Just think about how the filibuster, as currently practiced, distorts and constrains the process. When corralling sixty votes depends on winning over some combination of Senators Susan Collins, Joe Lieberman, Ben Nelson, and Olympia Snowe, passing truly liberal legislation is going to be difficult, if not possible. The only way to change that is by electing even more liberals to the Senate, changing the way the Senate runs, or some combination of the two.
That project will require time. It will also require convincing voters of something too few of them believe already: That government action can be make a difference in their lives. Passing health care reform, even a deeply flawed one, will help enormously in that regard.
This is not only wrong, but a recipe for endless progressive failure. We will never elect substantially more liberal senators. That is a pipe dream and a waste of effort. Democrats are at a historic high-water mark, and as long as there is this 60-vote myth, we literally can't get a liberal governing majority. As long as Democrats act like they need 60 votes for legislation, it is technically impossible to get left-of-center legislation when you need a right-of-center 3/5 super-majority to pass anything.
The problem is also not that there are not enough liberal senators--it is the mindset of the liberal senators we have that is the bigger issue. Jay Rockefeller is as liberal as you can get on health care reform, but the problem is he has been in the Senate for decades. He likes his silly privileges, and has fallen in love with the hugely disproportional powers they give him. Our liberal senators now more strongly want to keep the Senate the way it is (regardless of how broken) than they want to do their actual job: passing legislation that will improve the lives of Americans.
Changing the way the Senate works is not something that will come slowly over time. The Senate, like all entrenched institutions, will only change when there is a crisis. That is how it has always changed in the past. In the early part of the 20th century, there was a governing crisis because of the filibuster, so the Senate added the 2/3 cloture vote. There was a crisis in the 60's, so the Senate developed the tracking legislative process to be able to move two different bills at once. There was a crisis about the abuse of the filibuster in the 70's, so cloture was changed from a 2/3 to 3/5 vote. Similarly, a crisis resulted in the creation of the reconciliation measure that could not be filibustered. In 2005, when the filibuster got in the way of Republican Senate Majority Leader Bill Frist, he threatened to create a crisis and use the “nuclear option” to eliminate the filibuster. (Unfortunately, Democrats backed down, eliminating the crisis needed to cause change.)

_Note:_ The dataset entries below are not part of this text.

//! Chart repository client for the Stevedore resolver.
//!
//! This crate defines the `ChartRepository` collaborator contract the
//! relation builder pulls missing dependencies through, plus two
//! implementations: an HTTP registry client with retry and caching, and an
//! in-memory repository for tests and offline use.

pub mod api;
pub mod client;
pub mod repository;

// Re-export main types
pub use api::{ChartEntry, DependencyEntry, FamilyDocument};
pub use client::{HttpRepository, RetryConfig};
pub use repository::{ArchiveRef, ChartRepository, MemoryRepository};
#![deny(missing_docs)]
#![doc = env!("CARGO_PKG_DESCRIPTION")]
//!
//! # Kornia Rigid
//!
//! This crate provides closed-form Lie group kinematics for rigid bodies: unit quaternions
//! for 3D rotations (SO(3)) and translation + rotation pairs for rigid motions (SE(3)),
//! together with their exponential and logarithm maps, right Jacobians and adjoints.
//!
//! ## Types
//!
//! - [`Quaternion`]: unit quaternion, the SO(3) operations.
//! - [`Rigid3`]: rigid transform `x ↦ center + orient(x)`, the SE(3) operations.
//! - [`Deriv`]: twist in se(3), ordered `(linear, angular)`.
//!
//! ## Example
//!
//! ```rust
//! use glam::DVec3;
//! use kornia_rigid::{Deriv, Quaternion, Rigid3};
//!
//! // a quarter turn about z
//! let rotation = Quaternion::exp(DVec3::new(0.0, 0.0, std::f64::consts::FRAC_PI_2));
//! let rotated = rotation.transform(DVec3::X);
//! assert!((rotated - DVec3::Y).length() < 1e-12);
//!
//! // move along x while turning about z
//! let twist = Deriv::new(DVec3::X, DVec3::new(0.0, 0.0, 0.5));
//! let pose = Rigid3::exp(&twist);
//! let back = pose.log();
//! assert!((back.linear - twist.linear).length() < 1e-12);
//! ```

/// Twists, the tangent vectors of SE(3).
pub mod deriv;

/// Error types for the crate.
pub mod error;

/// Unit quaternions and the SO(3) operations.
pub mod quaternion;

/// Rigid transforms and the SE(3) operations.
pub mod rigid;

pub use deriv::Deriv;
pub use error::RigidError;
pub use quaternion::Quaternion;
pub use rigid::{Mat6, Rigid3};
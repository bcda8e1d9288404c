use argh::FromArgs;
use glam::DVec3;
use kornia_rigid::{Deriv, Quaternion, Rigid3};

#[derive(FromArgs)]
/// Sample the SE(3) geodesic between two poses
struct Args {
    /// start pose as "tx,ty,tz,rx,ry,rz" (translation, then axis-angle)
    #[argh(option, from_str_fn(parse_pose), default = "Rigid3::IDENTITY")]
    start: Rigid3,

    /// end pose as "tx,ty,tz,rx,ry,rz" (translation, then axis-angle)
    #[argh(option, from_str_fn(parse_pose))]
    end: Rigid3,

    /// number of intervals along the geodesic
    #[argh(option, short = 'n', default = "10")]
    steps: usize,
}

fn parse_pose(value: &str) -> Result<Rigid3, String> {
    let values = value
        .split(',')
        .map(|s| s.trim().parse::<f64>())
        .collect::<Result<Vec<_>, _>>()
        .map_err(|e| format!("invalid pose '{value}': {e}"))?;

    let [tx, ty, tz, rx, ry, rz] = values[..] else {
        return Err(format!(
            "invalid pose '{value}': expected 6 values, got {}",
            values.len()
        ));
    };

    Ok(Rigid3::new(
        DVec3::new(tx, ty, tz),
        Quaternion::exp(DVec3::new(rx, ry, rz)),
    ))
}

fn main() -> Result<(), Box<dyn std::error::Error>> {
    env_logger::init();
    let args: Args = argh::from_env();

    if args.steps == 0 {
        return Err("steps must be at least 1".into());
    }

    // body velocity that carries start onto end in unit time
    let delta = (args.start.inv() * args.end).log();
    log::info!(
        "body velocity: linear {} angular {}",
        delta.linear,
        delta.angular
    );

    for i in 0..=args.steps {
        let t = i as f64 / args.steps as f64;
        let pose = args.start * Rigid3::exp(&Deriv::new(delta.linear * t, delta.angular * t));
        let (axis, angle) = pose.orient.axis_angle();

        println!("t = {t:.3}");
        println!("  center: {}", pose.center);
        println!(
            "  orient: {:?} (axis {:?}, angle {angle:.4})",
            pose.orient.to_array(),
            axis
        );
        println!("  matrix: {}", pose.matrix());
    }

    let reached = args.start * Rigid3::exp(&delta);
    log::debug!(
        "end point error: translation {:e}, rotation {:e}",
        (reached.center - args.end.center).length(),
        (reached.orient.inv() * args.end.orient).angle()
    );

    Ok(())
}
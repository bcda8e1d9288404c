use approx::assert_relative_eq;
use glam::DVec3;
use kornia_rigid::{Deriv, Quaternion, Rigid3};
use rand::{rngs::StdRng, Rng, SeedableRng};

const NUM_SAMPLES: usize = 100;
const EPSILON: f64 = 1e-9;

fn random_vec<R: Rng>(rng: &mut R, scale: f64) -> DVec3 {
    DVec3::new(
        rng.random_range(-scale..scale),
        rng.random_range(-scale..scale),
        rng.random_range(-scale..scale),
    )
}

/// Tangent vector with a norm in `[0, max_angle)`.
fn random_angular<R: Rng>(rng: &mut R, max_angle: f64) -> DVec3 {
    let axis = Quaternion::from_rng(rng).transform(DVec3::X);
    axis * rng.random_range(0.0..max_angle)
}

fn random_pose<R: Rng>(rng: &mut R) -> Rigid3 {
    Rigid3::new(random_vec(rng, 5.0), Quaternion::from_rng(rng))
}

fn assert_vec_eq(a: DVec3, b: DVec3, epsilon: f64) {
    assert_relative_eq!(a.x, b.x, epsilon = epsilon);
    assert_relative_eq!(a.y, b.y, epsilon = epsilon);
    assert_relative_eq!(a.z, b.z, epsilon = epsilon);
}

fn assert_same_pose(a: &Rigid3, b: &Rigid3, epsilon: f64) {
    assert_vec_eq(a.center, b.center, epsilon);
    assert_relative_eq!(a.orient.dot(&b.orient).abs(), 1.0, epsilon = epsilon);
}

#[test]
fn quaternion_exp_log_roundtrip() {
    let mut rng = StdRng::seed_from_u64(0);
    for _ in 0..NUM_SAMPLES {
        // stay clear of π, where the axis sign becomes ambiguous
        let x = random_angular(&mut rng, 3.0);
        assert_vec_eq(Quaternion::exp(x).log(), x, EPSILON);
    }
}

#[test]
fn rigid_log_exp_roundtrip() {
    let mut rng = StdRng::seed_from_u64(1);
    for _ in 0..NUM_SAMPLES {
        let g = random_pose(&mut rng);
        assert_same_pose(&Rigid3::exp(&g.log()), &g, EPSILON);
    }
}

#[test]
fn rigid_exp_log_roundtrip() {
    let mut rng = StdRng::seed_from_u64(2);
    for _ in 0..NUM_SAMPLES {
        let twist = Deriv::new(random_vec(&mut rng, 5.0), random_angular(&mut rng, 3.0));
        let back = Rigid3::exp(&twist).log();
        assert_vec_eq(back.linear, twist.linear, 1e-8);
        assert_vec_eq(back.angular, twist.angular, EPSILON);
    }
}

#[test]
fn quaternion_group_laws() {
    let mut rng = StdRng::seed_from_u64(3);
    for _ in 0..NUM_SAMPLES {
        let a = Quaternion::from_rng(&mut rng);
        let b = Quaternion::from_rng(&mut rng);
        let c = Quaternion::from_rng(&mut rng);

        let left = (a * b) * c;
        let right = a * (b * c);
        assert_vec_eq(left.imag, right.imag, EPSILON);
        assert_relative_eq!(left.real, right.real, epsilon = EPSILON);

        for ident in [a * a.inv(), a.inv() * a] {
            assert_vec_eq(ident.imag, DVec3::ZERO, EPSILON);
            assert_relative_eq!(ident.real, 1.0, epsilon = EPSILON);
        }
    }
}

#[test]
fn rigid_group_laws() {
    let mut rng = StdRng::seed_from_u64(4);
    for _ in 0..NUM_SAMPLES {
        let a = random_pose(&mut rng);
        let b = random_pose(&mut rng);
        let c = random_pose(&mut rng);

        assert_same_pose(&((a * b) * c), &(a * (b * c)), EPSILON);
        assert_same_pose(&(a * a.inv()), &Rigid3::IDENTITY, EPSILON);
        assert_same_pose(&(a.inv() * a), &Rigid3::IDENTITY, EPSILON);
    }
}

#[test]
fn double_cover() {
    let mut rng = StdRng::seed_from_u64(5);
    for _ in 0..NUM_SAMPLES {
        let x = random_angular(&mut rng, 3.0);
        if x.length() < 1e-3 {
            continue;
        }

        let q1 = Quaternion::exp(x);
        let q2 = Quaternion::exp(x + x.normalize() * (2.0 * std::f64::consts::PI));
        assert_relative_eq!(q1.dot(&q2), -1.0, epsilon = EPSILON);

        let v = random_vec(&mut rng, 2.0);
        assert_vec_eq(q1.transform(v), q2.transform(v), EPSILON);
    }
}

#[test]
fn adjoint_matches_conjugation() {
    let mut rng = StdRng::seed_from_u64(6);
    let eps = 1e-3;

    for _ in 0..NUM_SAMPLES {
        let g = random_pose(&mut rng);
        let twist = Deriv::new(random_vec(&mut rng, 1.0), random_vec(&mut rng, 1.0));

        let small = Deriv::new(twist.linear * eps, twist.angular * eps);
        let conjugated = (g * Rigid3::exp(&small) * g.inv()).log();

        let expected = g.adjoint_map(&twist);
        assert_vec_eq(conjugated.linear / eps, expected.linear, 1e-6);
        assert_vec_eq(conjugated.angular / eps, expected.angular, 1e-6);
    }
}

#[test]
fn slerp_endpoints_and_norm() {
    let mut rng = StdRng::seed_from_u64(7);
    for _ in 0..NUM_SAMPLES {
        let q1 = Quaternion::from_rng(&mut rng);
        let q2 = Quaternion::from_rng(&mut rng);

        let start = q1.slerp(&q2, 0.0);
        assert_relative_eq!(start.dot(&q1), 1.0, epsilon = EPSILON);

        let end = q1.slerp(&q2, 1.0);
        assert_relative_eq!(end.dot(&q2).abs(), 1.0, epsilon = EPSILON);

        for i in 1..10 {
            let q = q1.slerp(&q2, i as f64 / 10.0);
            assert_relative_eq!(q.norm(), 1.0, epsilon = EPSILON);
        }
    }
}

#[test]
fn hat_is_cross_product() {
    let mut rng = StdRng::seed_from_u64(8);
    for _ in 0..NUM_SAMPLES {
        let v = random_vec(&mut rng, 10.0);
        let w = random_vec(&mut rng, 10.0);
        assert_vec_eq(Quaternion::hat(v) * w, v.cross(w), EPSILON);
    }
}

#[test]
fn matrix_matches_transform() {
    let mut rng = StdRng::seed_from_u64(9);
    for _ in 0..NUM_SAMPLES {
        let g = random_pose(&mut rng);
        let x = random_vec(&mut rng, 3.0);
        assert_vec_eq(g.matrix().transform_point3(x), g.transform(x), EPSILON);
        assert_vec_eq(g.orient.matrix() * x, g.orient.transform(x), EPSILON);
    }
}

#[test]
fn from_vectors_maps_x_onto_y() {
    let mut rng = StdRng::seed_from_u64(10);
    for _ in 0..NUM_SAMPLES {
        let x = random_vec(&mut rng, 1.0).normalize();
        let y = random_vec(&mut rng, 1.0).normalize();
        let q = Quaternion::from_vectors(x, y);
        assert_vec_eq(q.transform(x), y, 1e-8);

        // antiparallel
        let q = Quaternion::from_vectors(x, -x);
        assert_vec_eq(q.transform(x), -x, 1e-8);
    }

    let diagonal = DVec3::new(1.0, 1.0, 0.0) / 2f64.sqrt();
    for x in [diagonal, -diagonal, DVec3::Y, -DVec3::Y] {
        let q = Quaternion::from_vectors(x, -x);
        assert_relative_eq!(q.norm(), 1.0, epsilon = EPSILON);
        assert_vec_eq(q.transform(x), -x, EPSILON);
    }
}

This is the perfect moment for the progressives to force the crisis needed to change how the Senate works. Health care is a huge party issue with massive support among the base. The public option is extremely popular and has become a rallying call. It can't pass the completely made-up 60-vote threshold, but it can get the constitutionally required simple majority. If we can't break the unconstitutional and disfucntional Senate rules on this issue, I don't see how progressives will ever be able to. Failing to create the crisis now, will pretty much guarantee not a single piece of really progressive legislation is passed during Obama's presidency. Given the broken state of the Senate and the massive increase in filibuster use, it is not a matter of if there will be a crisis, but simply when. If progressives can't force a Democratically controlled Senate to fix this nonsense, I can promise you when the Republicans take back the Senate, the right-wing base will. Capitulating now for bread crumbs would be admitting progressive change is impossible. You don't get change by saying, “pretty please, but if don't, that is ok.” You only will see change if you demand it.